In December 2014, Domorad was diagnosed with breast cancer. She then presented to Georgetown University Hospital for a biopsy that revealed cancerous nodes. Domorad underwent a surgical procedure during which her doctors counted 23 nodes. Over the next year, Domorad underwent surgical procedures that included a double mastectomy, reconstruction surgery, and sentinel and axillary node dissections. Throughout 2015, Domorad underwent an ordinary regimen of chemotherapy and radiation therapy. Domorad ultimately claimed she had suffered disfigurement and loss of sensation as a result of the double mastectomy, as well as recurring headaches, pain, stiffness, immobility and muscle spasms from her radiation treatment. Domorad’s oncology expert testified that Domorad’s life expectancy had diminished as a result of the alleged delay in treatment. He referred to the 7th edition of the AJCC Cancer Staging Manual to judge that Domorad’s symptoms indicated a chance of survival at under 50 percent. He further testified as to the expected costs of treatment should Domorad’s cancer return based on the treatment options his own practice sold. Domorad sought compensation for future medical expenses and future economic and noneconomic loss.
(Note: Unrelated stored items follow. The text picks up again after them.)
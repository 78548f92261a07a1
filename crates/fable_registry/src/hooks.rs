//! Hook definitions and the turn-phase ordering graph.
//!
//! Hooks share one namespace split by naming convention: `turn_` names are
//! turn phases scheduled once per turn, `on_` names are entity events
//! dispatched through behavior lists. The declared kind and the name prefix
//! must agree, which keeps "the kind is derivable from the name" true for
//! readers and tools.

use std::cmp::Reverse;
use std::collections::{BinaryHeap, HashMap};
use std::fmt;
use std::sync::Arc;

use fable_foundation::{Error, Result};

// =============================================================================
// Hook Kind
// =============================================================================

/// What sort of hook a definition names.
#[derive(Clone, Copy, Debug, PartialEq, Eq, Hash)]
pub enum HookKind {
    /// Runs once per turn, in dependency order (`turn_` prefix).
    TurnPhase,
    /// Fires per entity through its behaviors list (`on_` prefix).
    Entity,
}

impl HookKind {
    /// Derives the kind from a hook name's prefix.
    #[must_use]
    pub fn from_name(name: &str) -> Option<Self> {
        if name.starts_with("turn_") {
            Some(Self::TurnPhase)
        } else if name.starts_with("on_") {
            Some(Self::Entity)
        } else {
            None
        }
    }
}

impl fmt::Display for HookKind {
    fn fmt(&self, f: &mut fmt::Formatter<'_>) -> fmt::Result {
        match self {
            Self::TurnPhase => write!(f, "turn-phase"),
            Self::Entity => write!(f, "entity"),
        }
    }
}

// =============================================================================
// Hook Definition
// =============================================================================

/// A named hook with ordering constraints.
#[derive(Clone, Debug, PartialEq, Eq)]
pub struct HookDefinition {
    name: Arc<str>,
    kind: HookKind,
    after: Vec<Arc<str>>,
}

impl HookDefinition {
    /// Creates a turn-phase hook definition.
    #[must_use]
    pub fn turn_phase(name: impl Into<Arc<str>>) -> Self {
        Self {
            name: name.into(),
            kind: HookKind::TurnPhase,
            after: Vec::new(),
        }
    }

    /// Creates an entity hook definition.
    #[must_use]
    pub fn entity(name: impl Into<Arc<str>>) -> Self {
        Self {
            name: name.into(),
            kind: HookKind::Entity,
            after: Vec::new(),
        }
    }

    /// Adds a hook this one must run after.
    #[must_use]
    pub fn with_after(mut self, dependency: impl Into<Arc<str>>) -> Self {
        self.after.push(dependency.into());
        self
    }

    /// Returns the hook name.
    #[must_use]
    pub fn name(&self) -> &Arc<str> {
        &self.name
    }

    /// Returns the hook kind.
    #[must_use]
    pub const fn kind(&self) -> HookKind {
        self.kind
    }

    /// Returns the names this hook runs after.
    #[must_use]
    pub fn after(&self) -> &[Arc<str>] {
        &self.after
    }

    /// Checks that the declared kind matches the name prefix.
    ///
    /// # Errors
    ///
    /// Returns a kind-mismatch error when the prefix implies a different
    /// kind, or no kind at all.
    pub fn validate(&self) -> Result<()> {
        match HookKind::from_name(&self.name) {
            Some(kind) if kind == self.kind => Ok(()),
            Some(kind) => Err(Error::hook_kind_mismatch(
                self.name.to_string(),
                self.kind.to_string(),
                kind.to_string(),
            )),
            None => Err(Error::hook_kind_mismatch(
                self.name.to_string(),
                self.kind.to_string(),
                "neither (no turn_/on_ prefix)",
            )),
        }
    }
}

// =============================================================================
// Topological Ordering
// =============================================================================

/// Orders hooks so every `after` dependency runs first.
///
/// Input is `(name, after)` pairs in declaration order; every `after` name
/// must refer to another input entry. Ties are broken by declaration order,
/// making the result total and stable across runs.
///
/// Returns indices into the input slice.
///
/// # Errors
///
/// Returns a cycle error naming the hooks along the cycle.
pub(crate) fn topological_order(records: &[(Arc<str>, Vec<Arc<str>>)]) -> Result<Vec<usize>> {
    let index_of: HashMap<&str, usize> = records
        .iter()
        .enumerate()
        .map(|(i, (name, _))| (&**name, i))
        .collect();

    let mut indegree = vec![0usize; records.len()];
    let mut successors = vec![Vec::new(); records.len()];
    for (i, (_, after)) in records.iter().enumerate() {
        for dependency in after {
            let dep = index_of[&**dependency];
            indegree[i] += 1;
            successors[dep].push(i);
        }
    }

    let mut ready: BinaryHeap<Reverse<usize>> = indegree
        .iter()
        .enumerate()
        .filter(|&(_, &deg)| deg == 0)
        .map(|(i, _)| Reverse(i))
        .collect();

    let mut order = Vec::with_capacity(records.len());
    while let Some(Reverse(i)) = ready.pop() {
        order.push(i);
        for &next in &successors[i] {
            indegree[next] -= 1;
            if indegree[next] == 0 {
                ready.push(Reverse(next));
            }
        }
    }

    if order.len() < records.len() {
        return Err(Error::hook_dependency_cycle(cycle_path(records, &indegree)));
    }
    Ok(order)
}

/// Extracts one cycle from the unresolved remainder for the error message.
fn cycle_path(records: &[(Arc<str>, Vec<Arc<str>>)], indegree: &[usize]) -> Vec<String> {
    let index_of: HashMap<&str, usize> = records
        .iter()
        .enumerate()
        .map(|(i, (name, _))| (&**name, i))
        .collect();
    let unresolved = |i: usize| indegree[i] > 0;

    let start = (0..records.len())
        .find(|&i| unresolved(i))
        .unwrap_or_default();
    let mut seen: HashMap<usize, usize> = HashMap::new();
    let mut path: Vec<usize> = Vec::new();
    let mut current = start;
    loop {
        if let Some(&position) = seen.get(&current) {
            let mut names: Vec<String> = path[position..]
                .iter()
                .map(|&i| records[i].0.to_string())
                .collect();
            names.push(records[current].0.to_string());
            return names;
        }
        seen.insert(current, path.len());
        path.push(current);
        // Every unresolved hook has at least one unresolved dependency.
        current = records[current]
            .1
            .iter()
            .map(|dep| index_of[&**dep])
            .find(|&dep| unresolved(dep))
            .unwrap_or(current);
    }
}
Her husband, Robert Domorad, sought compensation for loss of consortium. A defense pathology expert opined that Domorad’s cancer was slow-growing and not as great a danger as Domorad alleged it to be. This was disputed by Domorad’s pathology expert, who stated that the rate of growth of the cancer was a quick-growing form. The defense’s oncology expert contended that Domorad’s cancer had a good prognosis and a high likelihood of cure. He referred to the newer 8th edition of the AJCC Manual to show that Domorad had a survival chance of more than 90 percent.
The jury found that DeFranco misread the diagnostic imagery taken on Jan. 23, 2014 and that DeFranco and Doctors, Groover, Christie and Merritt were liable for Domorad’s injuries. They awarded $640,000 to Ann Domorad for future medical expenses, as well as economic and non-economic losses, and $40,000 to Robert Domorad for loss of consortium.
Ann K. Domorad: $40,000 Personal Injury: Future Medical Cost; $300,000 Personal Injury: future economic loss; $300,000 Personal Injury: future noneconomic loss; Robert Domorad: $40,000 Personal Injury: loss of consortium
Heidi M. Pasichow
4 male/ 4 female
This report was based on information that was provided by plaintiffs’ counsel. Additional information was gleaned from court documents. Defense counsel did not respond to the reporter’s phone calls.